カンムリブダイ水揚げ なじみ薄い「過去の魚種」

 八重山漁協のセリにこのほど、カンムリブダイの大物が2頭出て話題となっている=写真。
 石垣島の四カ字周辺や宮古島、沖縄本島などでは、カンムリブダイは「グジラブッダイ」と呼ばれる。この日揚がったサイズは24㌔と17㌔で、久々の大物。
 八重山の海域はカンムリブダイの産卵場所の北限とされるが、黒潮にのって沖縄本島近海でも捕獲されているという。
 八重山で年季の入った漁師にとって、カンムリブダイには過去に暗い記憶が潜む。かつて八重山の海では、南洋と変わらない大量のグジラブッダイが群れをなして回遊。30㍍以上の深場にいることが多いが、時折浅いところにくると、漁師はこぞってこの巨大な魚を捕獲したという。
 昔の魚の網は今ほど頑丈ではなく、カンムリブダイが多く網に入ると網が切られて、魚に逃げられてしまう。だから、ほどほどに捕獲したというが、1983年ごろから水中で使える照明が普及し、電灯潜り漁が始まり、様相が変わっていった。
 83年から10年はそれでも多数いたというが、今や大群での移動はもう見られなくなったという。

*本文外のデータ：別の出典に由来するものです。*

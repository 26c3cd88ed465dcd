//! Component Manager - Instantiation and auto-discovery.
//!
//! The manager owns a [`Registry`] together with the [`ComponentContext`]
//! every constructor receives. It is the entry point host code uses:
//!
//! ```ignore
//! let doc = Document::new();
//! let manager = ComponentManager::with_builtins(doc.clone());
//! let report = manager.auto_init();
//! for instance in &report.instances {
//!     println!("{} on {:?}", instance.name(), instance.root());
//! }
//! ```
//!
//! # Discovery
//!
//! [`auto_init`](ComponentManager::auto_init) walks the document in order and
//! instantiates every element carrying the marker attribute. A bad options
//! attribute fails only that element. Running it again builds a second
//! instance for every element that still carries the marker.

use super::component::{parse_options_attribute, Declarative, Instance, OptionsBag};
use super::context::ComponentContext;
use super::registry::{constructor_for, Constructor, Registry};
use crate::config::Config;
use crate::dom::{Compound, Document, NodeId};
use crate::error::{Error, Result};
use crate::primitives::{Control, Dialog, FieldValidator};

/// One element that could not be instantiated during a scan
#[derive(Debug)]
pub struct ScanFailure {
    pub element: NodeId,
    pub name: String,
    pub error: Error,
}

/// Result of one [`auto_init`](ComponentManager::auto_init) pass
#[derive(Default)]
pub struct ScanReport {
    /// Constructed instances, in document order
    pub instances: Vec<Instance>,
    /// Elements naming a component that is not registered
    pub unknown: Vec<(NodeId, String)>,
    pub failures: Vec<ScanFailure>,
}

impl ScanReport {
    /// Number of elements the scan visited.
    pub fn visited(&self) -> usize {
        self.instances.len() + self.unknown.len() + self.failures.len()
    }
}

impl std::fmt::Debug for ScanReport {
    fn fmt(&self, f: &mut std::fmt::Formatter<'_>) -> std::fmt::Result {
        let instances: Vec<(&'static str, NodeId)> = self
            .instances
            .iter()
            .map(|instance| (instance.name(), instance.root()))
            .collect();
        f.debug_struct("ScanReport")
            .field("instances", &instances)
            .field("unknown", &self.unknown)
            .field("failures", &self.failures)
            .finish()
    }
}

// =============================================================================
// Manager
// =============================================================================

/// Registry plus the context components are built in
#[derive(Debug)]
pub struct ComponentManager {
    registry: Registry,
    context: ComponentContext,
}

impl ComponentManager {
    /// Empty manager with the default configuration.
    pub fn new(document: Document) -> Self {
        Self::with_config(document, Config::default())
    }

    pub fn with_config(document: Document, config: Config) -> Self {
        Self {
            registry: Registry::new(),
            context: ComponentContext::new(document, config),
        }
    }

    /// Manager with `button`, `modal` and `form-validator` registered.
    pub fn with_builtins(document: Document) -> Self {
        let mut manager = Self::new(document);
        manager.register_builtins();
        manager
    }

    pub fn register_builtins(&mut self) {
        self.register_component::<Control>();
        self.register_component::<Dialog>();
        self.register_component::<FieldValidator>();
    }

    pub fn register(&mut self, name: impl Into<String>, constructor: Constructor) {
        self.registry.register(name, constructor);
    }

    /// Register a typed component under its default name.
    pub fn register_component<C: Declarative>(&mut self) {
        self.registry.register_component::<C>();
    }

    /// Register a typed component under a different name.
    pub fn register_component_as<C: Declarative>(&mut self, name: impl Into<String>) {
        self.registry.register(name, constructor_for::<C>());
    }

    pub fn registry(&self) -> &Registry {
        &self.registry
    }

    pub fn context(&self) -> &ComponentContext {
        &self.context
    }

    pub fn document(&self) -> &Document {
        self.context.document()
    }

    // =========================================================================
    // Instantiation
    // =========================================================================

    /// Build the component registered as `name` on `element`.
    ///
    /// An unregistered name is logged and yields `Ok(None)`. Errors come only
    /// from the constructor, such as options rejected by the schema.
    pub fn instantiate(
        &self,
        name: &str,
        element: NodeId,
        options: &OptionsBag,
    ) -> Result<Option<Instance>> {
        let Some(constructor) = self.registry.lookup(name) else {
            tracing::warn!(component = %name, element = ?element, "component not found");
            return Ok(None);
        };
        let instance = constructor(&self.context, element, options)?;
        tracing::debug!(component = %name, element = ?element, "instantiated component");
        Ok(Some(instance))
    }

    // =========================================================================
    // Discovery
    // =========================================================================

    /// Instantiate every element carrying the marker attribute.
    pub fn auto_init(&self) -> ScanReport {
        let config = self.context.config();
        let doc = self.context.document();
        let marker = Compound::any().with_attribute(&config.marker_attribute);
        let elements = doc.query_selector_all(doc.root(), &marker.into());

        let mut report = ScanReport::default();
        for element in elements {
            let name = doc
                .attribute(element, &config.marker_attribute)
                .unwrap_or_default();

            let bag = match doc.attribute(element, &config.options_attribute) {
                Some(raw) => match parse_options_attribute(&name, &raw) {
                    Ok(bag) => bag,
                    Err(error) => {
                        tracing::error!(component = %name, element = ?element, %error, "failed to parse options");
                        report.failures.push(ScanFailure {
                            element,
                            name,
                            error,
                        });
                        continue;
                    }
                },
                None => OptionsBag::new(),
            };

            match self.instantiate(&name, element, &bag) {
                Ok(Some(instance)) => report.instances.push(instance),
                Ok(None) => report.unknown.push((element, name)),
                Err(error) => {
                    tracing::error!(component = %name, element = ?element, %error, "failed to instantiate component");
                    report.failures.push(ScanFailure {
                        element,
                        name,
                        error,
                    });
                }
            }
        }

        tracing::debug!(
            instances = report.instances.len(),
            unknown = report.unknown.len(),
            failures = report.failures.len(),
            "auto-init finished"
        );
        report
    }
}

// =============================================================================
// TESTS
// =============================================================================
//! Configuration - Markup contract names and timing knobs.
//!
//! The defaults match the markup the components were written for. A host can
//! override any subset from TOML:
//!
//! ```toml
//! marker_attribute = "data-widget"
//! ripple_duration_ms = 400
//! ```

use std::time::Duration;

use serde::{Deserialize, Serialize};
use snafu::ResultExt;

use crate::error::{ConfigParseSnafu, Result};

/// Framework configuration shared by every component of a manager
#[derive(Debug, Clone, PartialEq, Eq, Serialize, Deserialize)]
#[serde(default)]
pub struct Config {
    /// Attribute naming the component an element requests
    pub marker_attribute: String,
    /// Attribute holding the JSON options object
    pub options_attribute: String,
    /// How long a ripple stays in the control before removal
    pub ripple_duration_ms: u64,
    pub ripple_class: String,
    /// Attribute on a dialog descendant that closes the dialog when clicked
    pub close_trigger_attribute: String,
    pub open_class: String,
    pub backdrop_class: String,
    /// Class of the error-display element next to a validated field
    pub error_class: String,
    /// Class toggled on a field that fails validation
    pub input_error_class: String,
}

impl Default for Config {
    fn default() -> Self {
        Self {
            marker_attribute: "data-component".to_string(),
            options_attribute: "data-options".to_string(),
            ripple_duration_ms: 600,
            ripple_class: "ripple".to_string(),
            close_trigger_attribute: "data-modal-close".to_string(),
            open_class: "modal--open".to_string(),
            backdrop_class: "modal-backdrop".to_string(),
            error_class: "form__error".to_string(),
            input_error_class: "form__input--error".to_string(),
        }
    }
}

impl Config {
    /// Parse a TOML document. Missing keys keep their defaults.
    pub fn from_toml_str(source: &str) -> Result<Self> {
        toml::from_str(source).context(ConfigParseSnafu)
    }

    pub fn ripple_duration(&self) -> Duration {
        Duration::from_millis(self.ripple_duration_ms)
    }
}
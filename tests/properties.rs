//! Property tests for component invariants.

use proptest::prelude::*;

use spark_components::{
    ComponentContext, ComponentManager, Config, Control, ControlOptions, Dialog, DialogOptions,
    Document, OptionsBag,
};

fn setup() -> (Document, ComponentContext) {
    let doc = Document::new();
    let ctx = ComponentContext::new(doc.clone(), Config::default());
    (doc, ctx)
}

proptest! {
    #[test]
    fn test_loading_restores_any_label(label in ".{0,40}", repeats in 1usize..4) {
        let (doc, ctx) = setup();
        let button = doc.append_element(doc.body(), "button").unwrap();
        doc.set_text_content(button, &label);
        let control = Control::new(&ctx, button, ControlOptions::default());

        for _ in 0..repeats {
            control.set_loading(true);
        }
        prop_assert_eq!(doc.text_content(button), "Loading...");
        control.set_loading(false);
        prop_assert_eq!(doc.text_content(button), label);
        prop_assert!(!control.is_loading());
    }

    #[test]
    fn test_open_close_alternation(steps in proptest::collection::vec(any::<bool>(), 1..24)) {
        let (doc, ctx) = setup();
        let root = doc.create_element("div");
        let dialog = Dialog::new(&ctx, root, DialogOptions::default());

        for open in steps {
            if open {
                dialog.open().unwrap();
            } else {
                dialog.close();
            }
            prop_assert_eq!(dialog.is_open(), open);
            prop_assert_eq!(doc.is_connected(dialog.backdrop()), open);
            prop_assert_eq!(ctx.overlays().is_scroll_locked(), open);
        }
    }

    #[test]
    fn test_instantiate_binds_supplied_element(
        name in "[a-z][a-z-]{0,12}",
        tag in prop::sample::select(vec!["div", "button", "form", "section"]),
    ) {
        let doc = Document::new();
        let mut manager = ComponentManager::new(doc.clone());
        manager.register_component_as::<Control>(name.clone());
        let element = doc.append_element(doc.body(), tag).unwrap();

        let instance = manager.instantiate(&name, element, &OptionsBag::new()).unwrap();
        prop_assert_eq!(instance.map(|instance| instance.root()), Some(element));
    }

    #[test]
    fn test_unregistered_name_yields_nothing(name in "[a-z]{1,12}") {
        let doc = Document::new();
        let manager = ComponentManager::new(doc.clone());
        let element = doc.append_element(doc.body(), "div").unwrap();

        let instance = manager.instantiate(&name, element, &OptionsBag::new()).unwrap();
        prop_assert!(instance.is_none());
    }
}
//! Core types - Geometry shared by the document and components.

// =============================================================================
// Point
// =============================================================================

/// A position in client (viewport) coordinates.
#[derive(Debug, Clone, Copy, Default, PartialEq)]
pub struct Point {
    pub x: f64,
    pub y: f64,
}

impl Point {
    pub const fn new(x: f64, y: f64) -> Self {
        Self { x, y }
    }
}

// =============================================================================
// Rect
// =============================================================================

/// An element's bounding box in client coordinates.
///
/// The document does not compute layout. The host sets rects on the elements
/// that need them (see [`Document::set_bounding_rect`](crate::dom::Document::set_bounding_rect)).
#[derive(Debug, Clone, Copy, Default, PartialEq)]
pub struct Rect {
    pub x: f64,
    pub y: f64,
    pub width: f64,
    pub height: f64,
}

impl Rect {
    pub const fn new(x: f64, y: f64, width: f64, height: f64) -> Self {
        Self { x, y, width, height }
    }

    /// Length of the longer side.
    pub fn max_side(&self) -> f64 {
        self.width.max(self.height)
    }

    /// Center point of the rect.
    pub fn center(&self) -> Point {
        Point::new(self.x + self.width / 2.0, self.y + self.height / 2.0)
    }

    /// Check whether a point lies inside the rect (edges inclusive).
    pub fn contains(&self, point: Point) -> bool {
        point.x >= self.x
            && point.x <= self.x + self.width
            && point.y >= self.y
            && point.y <= self.y + self.height
    }
}

/// Format a length as a CSS pixel value (`120px`, `-7.5px`).
pub fn px(value: f64) -> String {
    format!("{value}px")
}

// =============================================================================
// TESTS
// =============================================================================

#[cfg(test)]
mod tests {
    use super::*;

    #[test]
    fn test_px_formatting() {
        assert_eq!(px(120.0), "120px");
        assert_eq!(px(-7.5), "-7.5px");
        assert_eq!(px(0.0), "0px");
    }

    #[test]
    fn test_rect_helpers() {
        let rect = Rect::new(10.0, 20.0, 100.0, 40.0);
        assert_eq!(rect.max_side(), 100.0);
        assert_eq!(rect.center(), Point::new(60.0, 40.0));
        assert!(rect.contains(Point::new(10.0, 20.0)));
        assert!(!rect.contains(Point::new(111.0, 30.0)));
    }
}
//! Host Document - In-memory element tree, events, focus and timers.
//!
//! Components are written against [`Document`], a single-threaded stand-in
//! for the browser DOM:
//!
//! - **Tree** - elements and text nodes in an `indextree` arena
//! - **Events** - bubbling dispatch with `prevent_default`/`stop_propagation`
//! - **Focus** - one focused element, blur fired on the element losing focus
//! - **Timers** - cancellable callbacks on a virtual clock
//! - **Lifecycle** - destroy callbacks run when a node is removed
//!
//! `detach` takes a node out of the tree but keeps it alive with its
//! listeners (a closed dialog). `remove` destroys the node and its subtree.
//!
//! # Example
//!
//! ```ignore
//! use spark_components::dom::{Document, EventKind};
//!
//! let doc = Document::new();
//! let button = doc.append_element(doc.body(), "button")?;
//! doc.set_text_content(button, "Send");
//! doc.add_listener(button, EventKind::Click, |_doc, event| {
//!     event.prevent_default();
//! });
//! doc.click(button, Point::new(4.0, 4.0));
//! ```

mod event;
mod listeners;
mod node;
pub mod selector;
mod timers;

pub use event::{DispatchOutcome, Event, EventFlags, EventKind, KeyboardEvent};
pub use indextree::NodeId;
pub use listeners::{Handler, ListenerId};
pub use node::{Element, NodeData};
pub use selector::{Compound, SelectorList};
pub use timers::{TimerCallback, TimerId};

use std::cell::RefCell;
use std::collections::HashMap;
use std::rc::Rc;
use std::time::Duration;

use indextree::Arena;
use snafu::ResultExt;
use spark_signals::{signal, Signal};

use crate::error::{NodeNotFoundSnafu, Result, TreeSnafu};
use crate::types::{Point, Rect};
use listeners::ListenerRegistry;
use timers::TimerQueue;

type DestroyCallback = Box<dyn FnOnce(&Document)>;

struct DocumentInner {
    tree: RefCell<Arena<NodeData>>,
    root: NodeId,
    body: NodeId,
    listeners: RefCell<ListenerRegistry>,
    timers: RefCell<TimerQueue>,
    destroy_callbacks: RefCell<HashMap<NodeId, Vec<DestroyCallback>>>,
    focused: Signal<Option<NodeId>>,
    submitted: RefCell<Vec<NodeId>>,
}

/// Shared handle to a document. Cloning is cheap and yields the same document.
#[derive(Clone)]
pub struct Document {
    inner: Rc<DocumentInner>,
}

impl Default for Document {
    fn default() -> Self {
        Self::new()
    }
}

impl std::fmt::Debug for Document {
    fn fmt(&self, f: &mut std::fmt::Formatter<'_>) -> std::fmt::Result {
        f.debug_struct("Document")
            .field("root", &self.inner.root)
            .field("body", &self.inner.body)
            .field("nodes", &self.inner.tree.borrow().len())
            .finish()
    }
}

fn live(tree: &Arena<NodeData>, node: NodeId) -> Option<&NodeData> {
    let entry = tree.get(node)?;
    if node.is_removed(tree) {
        return None;
    }
    Some(entry.get())
}

fn live_mut(tree: &mut Arena<NodeData>, node: NodeId) -> Option<&mut NodeData> {
    if tree.get(node).is_none() || node.is_removed(tree) {
        return None;
    }
    tree.get_mut(node).map(|entry| entry.get_mut())
}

当時、一頭30㌔のサイズが大きな群れで移動する様子は、珍しくなかったと古参の漁師は口をそろえる。
 ただ、現在も時々八重山漁協のセリに上場される2㌔ほどのカンムリブダイはあり、ブダイの仲間の中では最高の値が付く。
 八重山諸島の貴重な魚だが、一般には知られず、過去の魚種として忘れ去られているともいえる。